Szkółka lingwistyczna

Zaczęty przez Noqa, Sierpień 08, 2012, 19:25:30

Poprzedni wątek - Następny wątek

Noqa

Wydzielono stąd.

Tak, na UW. Ale generalnie z kim nie pogadasz, to wiedza jest słaba - *o fonetyce czy gramatyce w ogólności nie wiedzą praktycznie nic, a i jeśli chodzi o języki, które studiują i tak często bywa, że lepiej sam się znam niż oni. Zresztą czy to takie dziwne - ile o polskim od strony teoretycznej wiedzą Polacy?, niby po iluś tam latach wspominania o tym w szkole.

Ghoster, też nigdy tego nie zgłębiłem, ale jest chyba na odwrót: właśnie każdy czasownik musi mieć "objekt", więc nie "ja biegam" tylko "[tajemnicza mistyczna siła] biega mnie".
Chyba prościej byłoby te rzeczy analizować, gdyby przypadki klasyfikowało się funkcjonalnie, a nie w zawęźleniu do swoich gramatyk.

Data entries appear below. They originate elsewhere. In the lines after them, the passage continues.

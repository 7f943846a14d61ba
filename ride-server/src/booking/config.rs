//! Configuration for the booking orchestrator.

use std::time::Duration;

use crate::domain::BookingRules;
use crate::fare::FareRates;

/// Tunables for [`BookingService`](super::BookingService).
#[derive(Debug, Clone)]
pub struct BookingConfig {
    /// Form validation limits.
    pub rules: BookingRules,

    /// Fare rates applied to new bookings.
    pub rates: FareRates,

    /// Attempts at building a booking while the distance provider is failing.
    pub distance_attempts: u32,

    /// Pause between distance attempts; doubles after each failure.
    pub retry_backoff: Duration,

    /// Identifiers tried before giving up on a booking whose ids keep colliding.
    pub id_attempts: u32,
}

impl BookingConfig {
    pub fn with_rules(mut self, rules: BookingRules) -> Self {
        self.rules = rules;
        self
    }

    pub fn with_rates(mut self, rates: FareRates) -> Self {
        self.rates = rates;
        self
    }

    /// Set the number of distance attempts (at least one is always made).
    pub fn with_distance_attempts(mut self, attempts: u32) -> Self {
        self.distance_attempts = attempts.max(1);
        self
    }

    pub fn with_retry_backoff(mut self, backoff: Duration) -> Self {
        self.retry_backoff = backoff;
        self
    }

    /// Backoff before retry number `attempt` (1-based).
    pub fn backoff_for(&self, attempt: u32) -> Duration {
        self.retry_backoff
            .saturating_mul(1 << attempt.saturating_sub(1).min(8))
    }
}

impl Default for BookingConfig {
    fn default() -> Self {
        Self {
            rules: BookingRules::default(),
            rates: FareRates::default(),
            distance_attempts: 3,
            retry_backoff: Duration::from_millis(200),
            id_attempts: 5,
        }
    }
}
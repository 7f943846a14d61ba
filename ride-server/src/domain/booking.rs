//! Booking records and their construction from a validated form.

use chrono::{DateTime, Utc};
use serde::{Deserialize, Serialize};

use crate::fare::{FareBreakdown, FareRates};
use crate::maps::{DistanceError, DistanceProvider};

use super::error::{BookingError, StateTransitionError, ValidationError};
use super::form::{BookingFormData, BookingRules, StopInput};
use super::journey::{Journey, Stop};
use super::{BookingId, BookingStatus};

/// Minor currency units per whole unit (payment processors bill in minor units).
pub const MINOR_UNITS: u64 = 100;

/// A user's ride request and its lifecycle state.
#[derive(Debug, Clone, PartialEq, Serialize, Deserialize)]
#[serde(rename_all = "camelCase")]
pub struct BookingDetails {
    pub id: BookingId,

    /// Opaque identifier from the identity provider, if the user was signed in.
    #[serde(default, skip_serializing_if = "Option::is_none")]
    pub user_id: Option<String>,

    pub status: BookingStatus,

    pub passenger_count: u8,
    pub contact_number: String,

    pub forward_journey: Journey,

    #[serde(default, skip_serializing_if = "Option::is_none")]
    pub return_journey: Option<Journey>,

    /// Sum of the leg fares, in whole currency units.
    pub total_fare: u64,

    /// Breakdown of the forward leg.
    pub fare_breakdown: FareBreakdown,

    #[serde(default, skip_serializing_if = "Option::is_none")]
    pub return_fare_breakdown: Option<FareBreakdown>,

    /// Processor payment identifier, recorded on confirmation.
    #[serde(default, skip_serializing_if = "Option::is_none")]
    pub payment_reference: Option<String>,

    pub created_at: DateTime<Utc>,
    pub updated_at: DateTime<Utc>,

    /// Store revision, bumped on every successful update.
    #[serde(default)]
    pub version: u64,
}

impl BookingDetails {
    /// The total in the processor's minor units.
    pub fn total_fare_minor(&self) -> u64 {
        self.total_fare.saturating_mul(MINOR_UNITS)
    }

    /// A copy of this booking moved to `to`.
    pub fn transitioned(
        &self,
        to: BookingStatus,
        now: DateTime<Utc>,
    ) -> Result<BookingDetails, StateTransitionError> {
        let status = self.status.transition(to)?;
        Ok(BookingDetails {
            status,
            updated_at: now,
            ..self.clone()
        })
    }

    /// A copy of this booking confirmed against the given payment.
    pub fn confirmed_by(
        &self,
        payment_reference: &str,
        now: DateTime<Utc>,
    ) -> Result<BookingDetails, StateTransitionError> {
        let mut confirmed = self.transitioned(BookingStatus::Confirmed, now)?;
        confirmed.payment_reference = Some(payment_reference.to_string());
        Ok(confirmed)
    }

    /// This booking under a new identifier, with journey and stop ids renamed to match.
    pub fn with_id(mut self, id: BookingId) -> BookingDetails {
        let old = self.id.as_str().to_string();
        let rename = |s: &mut String| {
            if let Some(rest) = s.strip_prefix(old.as_str()) {
                *s = format!("{id}{rest}");
            }
        };

        for journey in std::iter::once(&mut self.forward_journey).chain(self.return_journey.as_mut()) {
            rename(&mut journey.id);
            for stop in &mut journey.stops {
                rename(&mut stop.id);
            }
        }

        self.id = id;
        self
    }

    /// Recompute leg fares from the stored distances.
    ///
    /// Only pending bookings can be repriced; once confirmed the fare is fixed.
    pub fn reprice(&mut self, rates: &FareRates, now: DateTime<Utc>) -> Result<(), BookingError> {
        if self.status != BookingStatus::Pending {
            return Err(BookingError::FareLocked(self.status));
        }

        let forward = price_from_distance(&mut self.forward_journey, rates)?;
        let mut total = forward.final_fare;
        self.fare_breakdown = forward;

        if let Some(ret) = self.return_journey.as_mut() {
            let breakdown = price_from_distance(ret, rates)?;
            total += breakdown.final_fare;
            self.return_fare_breakdown = Some(breakdown);
        }

        self.total_fare = total;
        self.updated_at = now;
        Ok(())
    }
}

/// Validate a form, resolve leg distances and price the booking.
///
/// The returned booking is `Pending` and not yet persisted.
pub async fn build_booking<D>(
    form: &BookingFormData,
    id: BookingId,
    user_id: Option<String>,
    distances: &D,
    rules: &BookingRules,
    rates: &FareRates,
    now: DateTime<Utc>,
) -> Result<BookingDetails, BookingError>
where
    D: DistanceProvider + ?Sized,
{
    form.validate(rules)?;

    let forward_stops = number_stops(&id, "F", form.stops.iter());
    let mut forward = Journey::new(
        format!("{id}-F"),
        form.pickup.trim(),
        form.destination.trim(),
        forward_stops,
        form.date,
        form.time,
        false,
    );
    let fare_breakdown = price_journey(&mut forward, distances, rates).await?;
    let mut total_fare = fare_breakdown.final_fare;

    let mut return_journey = None;
    let mut return_fare_breakdown = None;

    if form.is_return_journey {
        // validate() guarantees both are present for a return journey
        let (Some(date), Some(time)) = (form.return_date, form.return_time) else {
            return Err(BookingError::Validation(ValidationError::new(
                "returnDate",
                "return date and time are required for a return journey",
            )));
        };

        let mut ret = forward.reversed(format!("{id}-R"), date, time);
        ret.stops = match &form.return_stops {
            Some(stops) => number_stops(&id, "R", stops.iter()),
            None => renumber_stops(&id, "R", ret.stops),
        };

        let breakdown = price_journey(&mut ret, distances, rates).await?;
        total_fare += breakdown.final_fare;
        return_fare_breakdown = Some(breakdown);
        return_journey = Some(ret);
    }

    Ok(BookingDetails {
        id,
        user_id,
        status: BookingStatus::Pending,
        passenger_count: form.passenger_count,
        contact_number: form.contact_number.trim().to_string(),
        forward_journey: forward,
        return_journey,
        total_fare,
        fare_breakdown,
        return_fare_breakdown,
        payment_reference: None,
        created_at: now,
        updated_at: now,
        version: 0,
    })
}

/// Resolve a journey's distance and fill in its distance, fare and duration.
async fn price_journey<D>(
    journey: &mut Journey,
    distances: &D,
    rates: &FareRates,
) -> Result<FareBreakdown, BookingError>
where
    D: DistanceProvider + ?Sized,
{
    let estimate = distances
        .resolve_distance(&journey.origin, &journey.destination, &journey.stop_locations())
        .await?;

    if !estimate.distance_km.is_finite() || estimate.distance_km <= 0.0 {
        return Err(DistanceError::InvalidResponse(format!(
            "non-positive distance {} km from {} to {}",
            estimate.distance_km, journey.origin, journey.destination
        ))
        .into());
    }

    journey.distance_km = Some(estimate.distance_km);
    journey.estimated_duration_mins = journey.estimate_duration(estimate.duration_mins);
    price_from_distance(journey, rates)
}

fn price_from_distance(journey: &mut Journey, rates: &FareRates) -> Result<FareBreakdown, BookingError> {
    let distance = journey.distance_km.unwrap_or(0.0);
    let breakdown = rates
        .quote(distance, journey.stop_count(), journey.is_return_journey)
        .map_err(|e| DistanceError::InvalidResponse(e.to_string()))?;

    journey.fare = Some(breakdown.final_fare);
    Ok(breakdown)
}

fn number_stops<'a>(
    id: &BookingId,
    leg: &str,
    inputs: impl Iterator<Item = &'a StopInput>,
) -> Vec<Stop> {
    inputs
        .enumerate()
        .map(|(i, s)| s.to_stop(format!("{id}-{leg}-S{}", i + 1)))
        .collect()
}

fn renumber_stops(id: &BookingId, leg: &str, stops: Vec<Stop>) -> Vec<Stop> {
    stops
        .into_iter()
        .enumerate()
        .map(|(i, s)| Stop {
            id: format!("{id}-{leg}-S{}", i + 1),
            ..s
        })
        .collect()
}
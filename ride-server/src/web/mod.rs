//! Web layer for ride booking.
//!
//! Provides the booking entry page, a JSON API for bookings, fares and
//! payments, and the session-guarded confirmation and tracking pages.

mod dto;
mod error;
mod routes;
mod state;
pub mod templates;

pub use dto::*;
pub use error::AppError;
pub use routes::{USER_ID_HEADER, create_router};
pub use state::AppState;
pub use templates::*;
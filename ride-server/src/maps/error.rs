//! Maps client error types.

/// Errors from the distance and place-search providers.
#[derive(Debug, thiserror::Error)]
pub enum DistanceError {
    /// HTTP request failed (network error, timeout, etc.)
    #[error("HTTP error: {0}")]
    Http(#[from] reqwest::Error),

    /// JSON deserialization failed
    #[error("JSON parse error: {message}{}", body_suffix(.body))]
    Json {
        message: String,
        body: Option<String>,
    },

    /// API returned an error status
    #[error("API error {status}: {message}")]
    Api { status: String, message: String },

    /// Invalid API key or request denied
    #[error("request denied (check the maps API key)")]
    Unauthorized,

    /// Rate limited by the API
    #[error("rate limited by maps API")]
    RateLimited,

    /// No drivable route between the given places
    #[error("no route found: {0}")]
    NoRoute(String),

    /// The response parsed but cannot be used
    #[error("invalid response: {0}")]
    InvalidResponse(String),

    /// Provider could not be reached
    #[error("provider unavailable: {0}")]
    Unavailable(String),
}

impl DistanceError {
    /// Whether a later attempt at the same lookup might succeed.
    pub fn is_transient(&self) -> bool {
        matches!(
            self,
            DistanceError::Http(_) | DistanceError::RateLimited | DistanceError::Unavailable(_)
        )
    }
}

fn body_suffix(body: &Option<String>) -> String {
    body.as_ref()
        .map(|b| format!(" (body: {b})"))
        .unwrap_or_default()
}
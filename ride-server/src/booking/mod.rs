//! Booking orchestration.
//!
//! Sits between the HTTP layer and the booking model: builds and prices
//! bookings, stores them, and applies payment confirmations and status
//! changes through the store's compare-and-swap.

mod config;
mod service;

pub use config::BookingConfig;
pub use service::BookingService;
use chrono::NaiveDate;

use crate::metrics::{self, total_requests};
use crate::models::{DelinquencyCategory, KpiSummary, NormalizedRecord, StatusField};

pub const REQUEST_WINDOWS: [u32; 3] = [7, 30, 90];

pub fn aggregate(records: &[NormalizedRecord]) -> KpiSummary {
    aggregate_as_of(records, metrics::today())
}

/// Rolls the calculators up into the dashboard summary. Recomputed from
/// scratch on every call.
pub fn aggregate_as_of(records: &[NormalizedRecord], today: NaiveDate) -> KpiSummary {
    let delinquency = metrics::delinquency_distribution(records);
    let share = |category: DelinquencyCategory| {
        delinquency.get(&category).copied().unwrap_or(0.0)
    };
    let percent_delinquent: f64 = DelinquencyCategory::ALL
        .iter()
        .filter(|category| category.is_delinquent())
        .map(|category| share(*category))
        .sum();

    let documents = metrics::status_tally(records, &[StatusField::Documents]);
    let percent_documents_complete = documents
        .get(&StatusField::Documents)
        .map(|tally| tally.complete_percent)
        .unwrap_or(0.0);

    let [week, month, quarter] = REQUEST_WINDOWS
        .map(|days| total_requests(&metrics::certificate_timeline_as_of(records, days, today)));

    KpiSummary {
        total_students: records.len(),
        percent_on_time: share(DelinquencyCategory::OnTime),
        percent_delinquent,
        avg_discipline_progress: metrics::discipline_progress(records).overall_average,
        percent_documents_complete,
        certificate_requests_7d: week,
        certificate_requests_30d: month,
        certificate_requests_90d: quarter,
        as_of: today,
    }
}

#[cfg(test)]
mod tests {
    use chrono::Duration;

    use super::*;
    use crate::metrics::tests::record;
    use crate::models::{PillarStatus, Progress};

    fn today() -> NaiveDate {
        NaiveDate::from_ymd_opt(2024, 6, 30).unwrap()
    }

    #[test]
    fn empty_collection_summarizes_to_zero() {
        let summary = aggregate_as_of(&[], today());
        assert_eq!(summary.total_students, 0);
        assert_eq!(summary.percent_on_time, 0.0);
        assert_eq!(summary.percent_delinquent, 0.0);
        assert_eq!(summary.avg_discipline_progress, 0.0);
        assert_eq!(summary.percent_documents_complete, 0.0);
        assert_eq!(summary.certificate_requests_90d, 0);
        assert_eq!(summary.as_of, today());
    }

    #[test]
    fn combines_calculator_outputs() {
        let records = vec![
            NormalizedRecord {
                charge_progress: Progress::Percent(100.0),
                discipline_progress: Progress::Percent(100.0),
                documents: PillarStatus::Complete,
                digital_request_date: Some(today()),
                printed_request_date: Some(today() - Duration::days(10)),
                ..record()
            },
            NormalizedRecord {
                charge_progress: Progress::Percent(90.0),
                discipline_progress: Progress::Percent(50.0),
                digital_request_date: Some(today() - Duration::days(60)),
                ..record()
            },
            NormalizedRecord {
                charge_progress: Progress::Percent(20.0),
                printed_request_date: Some(today() - Duration::days(120)),
                ..record()
            },
            record(),
        ];

        let summary = aggregate_as_of(&records, today());
        assert_eq!(summary.total_students, 4);
        assert_eq!(summary.percent_on_time, 25.0);
        assert_eq!(summary.percent_delinquent, 50.0);
        assert_eq!(summary.avg_discipline_progress, 75.0);
        assert_eq!(summary.percent_documents_complete, 25.0);
        assert_eq!(summary.certificate_requests_7d, 1);
        assert_eq!(summary.certificate_requests_30d, 2);
        assert_eq!(summary.certificate_requests_90d, 3);
    }

    #[test]
    fn total_matches_input_length() {
        for len in [0usize, 1, 17] {
            let records = vec![record(); len];
            assert_eq!(aggregate_as_of(&records, today()).total_students, len);
        }
    }
}
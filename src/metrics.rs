use std::collections::BTreeMap;

use chrono::{Duration, Local, NaiveDate};

use crate::models::{
    DelinquencyCategory, DisciplineProgress, GroupDelinquency, MetricsSnapshot, NormalizedRecord,
    PillarStatus, Progress, StatusField, StatusTally, TimelineBucket,
};

pub const UNSPECIFIED_STATUS: &str = "Não informado";

pub fn today() -> NaiveDate {
    Local::now().date_naive()
}

/// `count / total * 100`, or 0 for an empty collection.
pub fn percent(count: usize, total: usize) -> f64 {
    if total == 0 {
        0.0
    } else {
        count as f64 / total as f64 * 100.0
    }
}

pub fn status_tally(
    records: &[NormalizedRecord],
    fields: &[StatusField],
) -> BTreeMap<StatusField, StatusTally> {
    let total = records.len();
    fields
        .iter()
        .map(|field| {
            let mut tally = StatusTally::default();
            for record in records {
                match record.status(*field) {
                    PillarStatus::Complete => tally.complete += 1,
                    PillarStatus::Incomplete => tally.incomplete += 1,
                    PillarStatus::Unknown => tally.unknown += 1,
                }
            }
            tally.complete_percent = percent(tally.complete, total);
            tally.incomplete_percent = percent(tally.incomplete, total);
            tally.unknown_percent = percent(tally.unknown, total);
            (*field, tally)
        })
        .collect()
}

/// Buckets the share of charges already paid.
///
/// Lower bounds are inclusive: 100 is on time, 80 is a slight delay, 50 a
/// moderate one. Ratios above 100 fall through to `NotApplicable`.
pub fn categorize_delinquency(paid: Progress) -> DelinquencyCategory {
    let Progress::Percent(ratio) = paid else {
        return DelinquencyCategory::NotApplicable;
    };

    if ratio == 100.0 {
        DelinquencyCategory::OnTime
    } else if (80.0..100.0).contains(&ratio) {
        DelinquencyCategory::SlightDelay
    } else if (50.0..80.0).contains(&ratio) {
        DelinquencyCategory::ModerateDelay
    } else if ratio < 50.0 {
        DelinquencyCategory::SevereDelinquency
    } else {
        DelinquencyCategory::NotApplicable
    }
}

pub fn delinquency_distribution(
    records: &[NormalizedRecord],
) -> BTreeMap<DelinquencyCategory, f64> {
    let mut counts: BTreeMap<DelinquencyCategory, usize> = DelinquencyCategory::ALL
        .iter()
        .map(|category| (*category, 0))
        .collect();

    for record in records {
        *counts
            .entry(categorize_delinquency(record.charge_progress))
            .or_insert(0) += 1;
    }

    counts
        .into_iter()
        .map(|(category, count)| (category, percent(count, records.len())))
        .collect()
}

pub fn enrollment_status_distribution(records: &[NormalizedRecord]) -> BTreeMap<String, f64> {
    let mut counts: BTreeMap<String, usize> = BTreeMap::new();
    for record in records {
        let status = record
            .enrollment_status
            .clone()
            .unwrap_or_else(|| UNSPECIFIED_STATUS.to_string());
        *counts.entry(status).or_insert(0) += 1;
    }

    counts
        .into_iter()
        .map(|(status, count)| (status, percent(count, records.len())))
        .collect()
}

/// Financial situation split per enrollment status. Each inner distribution
/// is relative to the students holding that status.
pub fn delinquency_by_enrollment_status(
    records: &[NormalizedRecord],
) -> BTreeMap<String, BTreeMap<DelinquencyCategory, f64>> {
    let mut groups: BTreeMap<String, Vec<NormalizedRecord>> = BTreeMap::new();
    for record in records {
        let status = record
            .enrollment_status
            .clone()
            .unwrap_or_else(|| UNSPECIFIED_STATUS.to_string());
        groups.entry(status).or_default().push(record.clone());
    }

    groups
        .into_iter()
        .map(|(status, members)| (status, delinquency_distribution(&members)))
        .collect()
}

/// Mean discipline progress, overall and per course/class group. Records
/// whose progress is not applicable are left out entirely.
pub fn discipline_progress(records: &[NormalizedRecord]) -> DisciplineProgress {
    let mut total = 0.0;
    let mut counted = 0usize;
    let mut groups: BTreeMap<String, (f64, usize)> = BTreeMap::new();

    for record in records {
        let Some(progress) = record.discipline_progress.percent() else {
            continue;
        };
        total += progress;
        counted += 1;

        let entry = groups.entry(record.group_key()).or_insert((0.0, 0));
        entry.0 += progress;
        entry.1 += 1;
    }

    DisciplineProgress {
        overall_average: if counted == 0 { 0.0 } else { total / counted as f64 },
        by_group: groups
            .into_iter()
            .map(|(key, (sum, count))| (key, sum / count as f64))
            .collect(),
    }
}

pub fn delinquency_by_group(records: &[NormalizedRecord]) -> BTreeMap<String, GroupDelinquency> {
    let mut groups: BTreeMap<String, GroupDelinquency> = BTreeMap::new();

    for record in records {
        let entry = groups.entry(record.group_key()).or_default();
        entry.total += 1;
        if categorize_delinquency(record.charge_progress).is_delinquent() {
            entry.delinquent += 1;
        }
    }

    for group in groups.values_mut() {
        group.rate = percent(group.delinquent, group.total);
    }
    groups
}

pub fn certificate_timeline(
    records: &[NormalizedRecord],
    window_days: u32,
) -> BTreeMap<NaiveDate, TimelineBucket> {
    certificate_timeline_as_of(records, window_days, today())
}

/// One zero-filled bucket per day from `today - (window_days - 1)` through
/// `today`. Requests are matched to buckets by calendar date.
pub fn certificate_timeline_as_of(
    records: &[NormalizedRecord],
    window_days: u32,
    today: NaiveDate,
) -> BTreeMap<NaiveDate, TimelineBucket> {
    let mut timeline: BTreeMap<NaiveDate, TimelineBucket> = (0..i64::from(window_days))
        .filter_map(|offset| today.checked_sub_signed(Duration::days(offset)))
        .map(|day| (day, TimelineBucket::default()))
        .collect();

    for record in records {
        if let Some(bucket) = record
            .digital_request_date
            .and_then(|date| timeline.get_mut(&date))
        {
            bucket.digital += 1;
        }
        if let Some(bucket) = record
            .printed_request_date
            .and_then(|date| timeline.get_mut(&date))
        {
            bucket.printed += 1;
        }
    }

    timeline
}

pub fn total_requests(timeline: &BTreeMap<NaiveDate, TimelineBucket>) -> usize {
    timeline.values().map(TimelineBucket::total).sum()
}

pub fn metrics_snapshot_as_of(
    records: &[NormalizedRecord],
    window_days: u32,
    today: NaiveDate,
) -> MetricsSnapshot {
    MetricsSnapshot {
        total_records: records.len(),
        status: status_tally(records, &StatusField::ALL),
        delinquency: delinquency_distribution(records),
        enrollment_status: enrollment_status_distribution(records),
        delinquency_by_enrollment_status: delinquency_by_enrollment_status(records),
        discipline_progress: discipline_progress(records),
        delinquency_by_group: delinquency_by_group(records),
        timeline_window_days: window_days,
        certificate_timeline: certificate_timeline_as_of(records, window_days, today),
    }
}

*Chciałem bezskutecznie uczynić powyższe zdanie ładnym, ale jeśli jest niejasne tu tłumaczenie: wiedzą bardzo mało o fonetyce teoretycznie - nie znają tabelki IPY, nie ogarniają jakie dźwięki mogą istnieć, nikt z nich nawet nie spróbował wypowiedzieć [q] czy [ɮ], nie ogarniają, że dźwięki mają jakąś klasyfikacje, itd.; takoż z gramatyką - nie słyszeli nigdy o ergatywności, obcych polskiemu przypadkach, aglutacyjności, co najgorsze często nie odróżniają gramatyki od zwykłej zabawy w zgodności rodzaju, itd. - jednym słowem, odwiedzając to forum nie wznosiliby się, obawiam się, poza poziom nooba. W językach z ich filologij jest oczywiście lepiej - ale i tak często i fonetyki nie znają zbyt dobrze, i gramatykę poznali tylko od strony preskryptiwistycznych zaleceń. I bywa, że sam lepiej się orientuje.
Oczywiście nie dotyczy to wszystkich - sporo z was ma tu pewnie lepszy przegląd, bo na takich kierunkach studiuje. Ale sam też spotykam wielu ludzi z takowychż i niestety nigdzie im do tego forum.
At him he yelled and yelped, tackling with taunting and dauntings; he tied and tacked him tightly and tautly, and killed him and quelled him and quenched him.
  •  

Ghoster

#1
[...........]
  •  

Noqa

To będzie chyba "robię mu kanapkę" - bo jest "kanapka" w roli pacjensa. Czy po prostu "robić" jest przechodnie.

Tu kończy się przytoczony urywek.